(Collected data entries)

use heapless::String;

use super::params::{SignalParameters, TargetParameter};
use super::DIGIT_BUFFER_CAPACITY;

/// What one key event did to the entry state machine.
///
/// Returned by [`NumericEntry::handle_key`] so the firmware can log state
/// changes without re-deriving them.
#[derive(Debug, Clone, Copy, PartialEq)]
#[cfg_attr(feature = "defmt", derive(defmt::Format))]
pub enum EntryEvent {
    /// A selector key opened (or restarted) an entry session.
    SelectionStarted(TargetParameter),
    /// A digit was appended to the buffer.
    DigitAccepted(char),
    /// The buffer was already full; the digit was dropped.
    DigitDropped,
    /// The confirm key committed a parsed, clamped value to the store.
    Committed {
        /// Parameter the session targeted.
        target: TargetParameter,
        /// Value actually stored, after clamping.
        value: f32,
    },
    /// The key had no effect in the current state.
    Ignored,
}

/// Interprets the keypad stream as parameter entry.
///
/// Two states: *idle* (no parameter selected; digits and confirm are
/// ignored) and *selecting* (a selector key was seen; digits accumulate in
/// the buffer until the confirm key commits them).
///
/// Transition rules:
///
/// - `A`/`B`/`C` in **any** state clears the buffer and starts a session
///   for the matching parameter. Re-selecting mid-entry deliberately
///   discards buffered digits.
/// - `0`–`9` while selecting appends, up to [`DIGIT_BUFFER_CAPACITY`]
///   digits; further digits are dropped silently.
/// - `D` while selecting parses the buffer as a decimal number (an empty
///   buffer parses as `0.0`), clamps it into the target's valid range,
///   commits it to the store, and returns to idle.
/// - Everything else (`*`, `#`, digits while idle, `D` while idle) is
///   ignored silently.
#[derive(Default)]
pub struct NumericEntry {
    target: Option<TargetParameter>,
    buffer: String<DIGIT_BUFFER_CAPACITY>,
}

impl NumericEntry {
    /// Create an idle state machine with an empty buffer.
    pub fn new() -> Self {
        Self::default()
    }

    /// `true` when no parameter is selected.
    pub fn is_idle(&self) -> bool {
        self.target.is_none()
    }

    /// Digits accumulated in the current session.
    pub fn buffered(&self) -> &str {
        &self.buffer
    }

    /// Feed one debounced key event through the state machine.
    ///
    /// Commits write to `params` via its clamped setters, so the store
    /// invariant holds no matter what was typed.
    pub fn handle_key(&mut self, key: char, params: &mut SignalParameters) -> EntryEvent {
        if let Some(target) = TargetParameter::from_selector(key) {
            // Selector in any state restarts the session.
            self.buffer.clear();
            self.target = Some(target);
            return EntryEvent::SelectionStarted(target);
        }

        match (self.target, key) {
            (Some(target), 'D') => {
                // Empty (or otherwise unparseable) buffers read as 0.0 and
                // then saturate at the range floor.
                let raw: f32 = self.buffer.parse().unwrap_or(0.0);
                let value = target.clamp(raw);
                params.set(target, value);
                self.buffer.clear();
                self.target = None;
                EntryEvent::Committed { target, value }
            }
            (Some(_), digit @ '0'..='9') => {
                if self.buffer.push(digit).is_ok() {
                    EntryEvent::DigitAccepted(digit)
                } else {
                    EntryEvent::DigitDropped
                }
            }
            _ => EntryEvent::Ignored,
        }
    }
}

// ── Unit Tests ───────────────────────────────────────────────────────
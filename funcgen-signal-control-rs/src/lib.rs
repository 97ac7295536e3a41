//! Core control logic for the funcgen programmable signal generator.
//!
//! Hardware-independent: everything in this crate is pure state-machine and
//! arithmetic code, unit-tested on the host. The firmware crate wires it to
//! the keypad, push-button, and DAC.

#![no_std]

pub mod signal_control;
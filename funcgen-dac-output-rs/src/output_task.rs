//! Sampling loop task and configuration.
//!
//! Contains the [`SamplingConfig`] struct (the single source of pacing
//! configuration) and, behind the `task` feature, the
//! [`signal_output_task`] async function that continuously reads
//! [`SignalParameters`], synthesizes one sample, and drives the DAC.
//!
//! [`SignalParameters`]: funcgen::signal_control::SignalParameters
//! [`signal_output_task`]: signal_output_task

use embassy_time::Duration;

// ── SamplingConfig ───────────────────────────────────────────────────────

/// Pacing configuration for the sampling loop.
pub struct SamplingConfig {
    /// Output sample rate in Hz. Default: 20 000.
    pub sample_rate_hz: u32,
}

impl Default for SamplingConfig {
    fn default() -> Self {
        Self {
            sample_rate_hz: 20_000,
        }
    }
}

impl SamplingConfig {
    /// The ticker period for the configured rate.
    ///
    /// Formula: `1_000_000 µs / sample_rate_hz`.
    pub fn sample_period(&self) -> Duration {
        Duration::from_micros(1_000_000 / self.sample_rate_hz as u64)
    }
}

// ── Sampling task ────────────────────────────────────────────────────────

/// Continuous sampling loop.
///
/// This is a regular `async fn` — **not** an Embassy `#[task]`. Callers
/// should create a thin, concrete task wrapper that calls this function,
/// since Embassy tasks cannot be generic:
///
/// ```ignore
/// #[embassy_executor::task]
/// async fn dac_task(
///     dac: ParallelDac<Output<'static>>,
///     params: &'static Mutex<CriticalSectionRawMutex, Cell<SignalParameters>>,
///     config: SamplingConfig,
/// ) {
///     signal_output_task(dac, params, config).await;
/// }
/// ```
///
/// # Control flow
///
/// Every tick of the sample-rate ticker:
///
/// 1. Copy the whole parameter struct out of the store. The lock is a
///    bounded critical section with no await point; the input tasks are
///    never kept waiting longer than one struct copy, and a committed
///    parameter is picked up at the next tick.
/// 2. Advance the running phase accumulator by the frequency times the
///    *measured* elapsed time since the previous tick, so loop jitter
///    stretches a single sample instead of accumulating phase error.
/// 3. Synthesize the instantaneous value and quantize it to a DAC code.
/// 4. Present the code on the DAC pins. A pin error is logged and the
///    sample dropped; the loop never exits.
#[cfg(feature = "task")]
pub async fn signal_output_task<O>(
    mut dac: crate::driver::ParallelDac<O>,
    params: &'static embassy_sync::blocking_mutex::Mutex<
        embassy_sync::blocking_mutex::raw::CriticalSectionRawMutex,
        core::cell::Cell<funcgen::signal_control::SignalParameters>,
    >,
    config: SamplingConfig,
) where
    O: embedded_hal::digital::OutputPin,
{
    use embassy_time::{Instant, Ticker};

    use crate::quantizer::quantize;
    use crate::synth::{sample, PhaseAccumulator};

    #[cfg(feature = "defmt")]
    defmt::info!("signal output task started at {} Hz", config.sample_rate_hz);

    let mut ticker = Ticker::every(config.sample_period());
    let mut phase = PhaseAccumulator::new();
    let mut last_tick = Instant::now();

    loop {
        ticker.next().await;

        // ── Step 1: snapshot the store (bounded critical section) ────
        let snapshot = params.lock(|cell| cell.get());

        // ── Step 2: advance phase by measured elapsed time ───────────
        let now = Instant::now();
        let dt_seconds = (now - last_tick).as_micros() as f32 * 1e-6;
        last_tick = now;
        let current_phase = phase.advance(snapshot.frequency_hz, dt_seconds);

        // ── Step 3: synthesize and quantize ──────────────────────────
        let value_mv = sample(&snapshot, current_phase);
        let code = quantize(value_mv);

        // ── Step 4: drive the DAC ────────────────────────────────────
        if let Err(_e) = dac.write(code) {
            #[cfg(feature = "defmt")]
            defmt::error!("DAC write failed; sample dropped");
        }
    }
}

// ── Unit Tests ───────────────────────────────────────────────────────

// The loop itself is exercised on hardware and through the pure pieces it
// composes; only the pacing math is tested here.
---
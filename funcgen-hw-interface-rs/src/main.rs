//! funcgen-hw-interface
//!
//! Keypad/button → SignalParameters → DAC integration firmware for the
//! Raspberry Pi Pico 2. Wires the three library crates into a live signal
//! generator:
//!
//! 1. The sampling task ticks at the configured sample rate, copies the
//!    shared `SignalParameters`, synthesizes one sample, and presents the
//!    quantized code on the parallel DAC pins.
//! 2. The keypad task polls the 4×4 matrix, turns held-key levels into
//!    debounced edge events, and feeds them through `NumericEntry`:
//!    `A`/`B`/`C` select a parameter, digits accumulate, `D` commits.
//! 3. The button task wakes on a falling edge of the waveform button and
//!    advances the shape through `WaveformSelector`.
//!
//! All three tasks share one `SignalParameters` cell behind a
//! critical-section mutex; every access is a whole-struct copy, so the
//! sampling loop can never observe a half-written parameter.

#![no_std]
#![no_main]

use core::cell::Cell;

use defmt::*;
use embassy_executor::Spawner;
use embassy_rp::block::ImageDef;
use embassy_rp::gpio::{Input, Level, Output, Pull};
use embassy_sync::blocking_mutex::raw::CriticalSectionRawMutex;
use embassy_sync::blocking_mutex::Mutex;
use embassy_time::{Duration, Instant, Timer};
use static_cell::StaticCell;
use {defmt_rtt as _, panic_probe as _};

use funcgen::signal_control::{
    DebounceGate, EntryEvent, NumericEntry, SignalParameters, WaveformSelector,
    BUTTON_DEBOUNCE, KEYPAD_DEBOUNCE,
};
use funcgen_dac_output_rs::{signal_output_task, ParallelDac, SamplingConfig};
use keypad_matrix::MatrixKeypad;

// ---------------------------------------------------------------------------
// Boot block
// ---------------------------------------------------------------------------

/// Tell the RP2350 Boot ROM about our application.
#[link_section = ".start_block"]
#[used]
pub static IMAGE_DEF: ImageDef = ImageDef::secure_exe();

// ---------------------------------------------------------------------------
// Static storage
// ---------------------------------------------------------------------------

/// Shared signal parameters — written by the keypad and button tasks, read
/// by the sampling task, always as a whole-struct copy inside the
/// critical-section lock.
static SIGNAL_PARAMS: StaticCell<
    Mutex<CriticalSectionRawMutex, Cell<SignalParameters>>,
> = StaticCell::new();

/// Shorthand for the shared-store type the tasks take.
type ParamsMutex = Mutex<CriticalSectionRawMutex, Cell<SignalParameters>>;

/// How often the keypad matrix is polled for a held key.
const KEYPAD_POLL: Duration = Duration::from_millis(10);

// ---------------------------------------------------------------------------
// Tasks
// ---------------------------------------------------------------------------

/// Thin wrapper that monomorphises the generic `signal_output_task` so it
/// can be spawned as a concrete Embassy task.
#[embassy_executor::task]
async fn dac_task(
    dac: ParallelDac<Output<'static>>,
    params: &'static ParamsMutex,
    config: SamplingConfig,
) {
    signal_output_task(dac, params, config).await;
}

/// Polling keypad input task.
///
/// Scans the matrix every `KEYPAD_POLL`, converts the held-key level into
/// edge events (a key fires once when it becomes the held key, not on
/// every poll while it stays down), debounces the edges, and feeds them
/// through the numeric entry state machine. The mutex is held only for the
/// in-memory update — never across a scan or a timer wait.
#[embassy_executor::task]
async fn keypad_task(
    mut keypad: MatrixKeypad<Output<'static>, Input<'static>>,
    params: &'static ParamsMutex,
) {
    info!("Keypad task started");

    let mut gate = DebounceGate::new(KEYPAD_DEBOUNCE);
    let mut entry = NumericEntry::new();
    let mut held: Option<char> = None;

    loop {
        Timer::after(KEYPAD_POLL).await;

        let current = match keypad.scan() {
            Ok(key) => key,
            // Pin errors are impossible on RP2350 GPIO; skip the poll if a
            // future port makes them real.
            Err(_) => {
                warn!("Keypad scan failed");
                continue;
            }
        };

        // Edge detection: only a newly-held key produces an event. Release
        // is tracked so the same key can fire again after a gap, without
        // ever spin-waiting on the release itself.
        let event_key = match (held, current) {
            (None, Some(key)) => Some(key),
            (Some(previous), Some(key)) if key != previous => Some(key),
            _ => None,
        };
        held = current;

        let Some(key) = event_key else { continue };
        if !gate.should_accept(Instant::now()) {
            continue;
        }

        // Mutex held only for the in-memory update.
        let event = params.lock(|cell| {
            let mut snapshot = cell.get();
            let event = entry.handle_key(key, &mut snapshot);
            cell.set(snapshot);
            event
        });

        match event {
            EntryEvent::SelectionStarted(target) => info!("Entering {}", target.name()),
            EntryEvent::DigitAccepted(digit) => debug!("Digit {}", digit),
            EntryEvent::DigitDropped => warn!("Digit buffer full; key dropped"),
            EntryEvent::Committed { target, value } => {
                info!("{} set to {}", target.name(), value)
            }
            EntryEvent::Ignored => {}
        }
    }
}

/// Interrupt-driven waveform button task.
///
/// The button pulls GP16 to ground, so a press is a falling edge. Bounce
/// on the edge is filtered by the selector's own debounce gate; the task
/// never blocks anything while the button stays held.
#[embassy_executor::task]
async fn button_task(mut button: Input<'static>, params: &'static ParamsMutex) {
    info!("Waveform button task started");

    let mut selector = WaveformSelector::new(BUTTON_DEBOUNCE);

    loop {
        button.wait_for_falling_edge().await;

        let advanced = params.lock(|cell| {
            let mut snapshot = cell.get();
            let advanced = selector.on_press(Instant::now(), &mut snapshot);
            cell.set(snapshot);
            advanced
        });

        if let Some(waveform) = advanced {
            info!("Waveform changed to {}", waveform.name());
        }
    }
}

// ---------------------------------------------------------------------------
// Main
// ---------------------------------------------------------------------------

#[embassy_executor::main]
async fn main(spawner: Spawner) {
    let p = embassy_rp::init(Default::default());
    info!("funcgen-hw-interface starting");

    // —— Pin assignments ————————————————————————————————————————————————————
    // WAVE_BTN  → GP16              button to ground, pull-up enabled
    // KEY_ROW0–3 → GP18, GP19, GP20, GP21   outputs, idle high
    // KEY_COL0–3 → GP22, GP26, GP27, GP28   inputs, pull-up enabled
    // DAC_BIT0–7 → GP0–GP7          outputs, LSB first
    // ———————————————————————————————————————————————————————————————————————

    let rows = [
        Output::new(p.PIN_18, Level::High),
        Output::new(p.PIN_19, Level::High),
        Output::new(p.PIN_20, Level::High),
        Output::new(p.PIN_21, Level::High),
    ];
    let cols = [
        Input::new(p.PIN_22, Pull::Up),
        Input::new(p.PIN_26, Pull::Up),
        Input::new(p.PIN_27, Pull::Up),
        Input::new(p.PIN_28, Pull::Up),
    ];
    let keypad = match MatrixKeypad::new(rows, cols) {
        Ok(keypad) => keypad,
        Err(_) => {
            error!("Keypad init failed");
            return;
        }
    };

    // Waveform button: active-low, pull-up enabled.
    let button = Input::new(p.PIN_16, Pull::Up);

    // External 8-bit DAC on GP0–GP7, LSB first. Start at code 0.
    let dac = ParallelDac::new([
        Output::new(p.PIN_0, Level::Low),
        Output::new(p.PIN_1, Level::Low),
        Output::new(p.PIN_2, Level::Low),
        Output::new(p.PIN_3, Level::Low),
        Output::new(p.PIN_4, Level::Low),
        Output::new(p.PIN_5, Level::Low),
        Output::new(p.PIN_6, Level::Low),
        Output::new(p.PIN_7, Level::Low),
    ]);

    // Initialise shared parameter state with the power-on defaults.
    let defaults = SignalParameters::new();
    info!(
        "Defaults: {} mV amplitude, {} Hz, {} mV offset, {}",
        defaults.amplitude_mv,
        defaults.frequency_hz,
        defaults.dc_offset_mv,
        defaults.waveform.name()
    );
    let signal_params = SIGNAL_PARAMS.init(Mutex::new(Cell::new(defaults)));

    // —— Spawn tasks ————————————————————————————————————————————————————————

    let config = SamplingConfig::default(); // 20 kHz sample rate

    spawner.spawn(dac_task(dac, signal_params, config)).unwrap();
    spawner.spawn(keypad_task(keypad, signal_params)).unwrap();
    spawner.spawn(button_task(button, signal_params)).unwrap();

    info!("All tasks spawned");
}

### WHAT NEEDS TO BE DONE:
The lines to extract from the data above begin with the line containing "digits accumulate in" and end with the line containing "pub fn handle_key(&mut". Extract them exactly, including both.

### YOUR SOLUTION:
/// ignored) and *selecting* (a selector key was seen; digits accumulate in
/// the buffer until the confirm key commits them).
///
/// Transition rules:
///
/// - `A`/`B`/`C` in **any** state clears the buffer and starts a session
///   for the matching parameter. Re-selecting mid-entry deliberately
///   discards buffered digits.
/// - `0`–`9` while selecting appends, up to [`DIGIT_BUFFER_CAPACITY`]
///   digits; further digits are dropped silently.
/// - `D` while selecting parses the buffer as a decimal number (an empty
///   buffer parses as `0.0`), clamps it into the target's valid range,
///   commits it to the store, and returns to idle.
/// - Everything else (`*`, `#`, digits while idle, `D` while idle) is
///   ignored silently.
#[derive(Default)]
pub struct NumericEntry {
    target: Option<TargetParameter>,
    buffer: String<DIGIT_BUFFER_CAPACITY>,
}

impl NumericEntry {
    /// Create an idle state machine with an empty buffer.
    pub fn new() -> Self {
        Self::default()
    }

    /// `true` when no parameter is selected.
    pub fn is_idle(&self) -> bool {
        self.target.is_none()
    }

    /// Digits accumulated in the current session.
    pub fn buffered(&self) -> &str {
        &self.buffer
    }

    /// Feed one debounced key event through the state machine.
    ///
    /// Commits write to `params` via its clamped setters, so the store
    /// invariant holds no matter what was typed.
    pub fn handle_key(&mut self, key: char, params: &mut SignalParameters) -> EntryEvent {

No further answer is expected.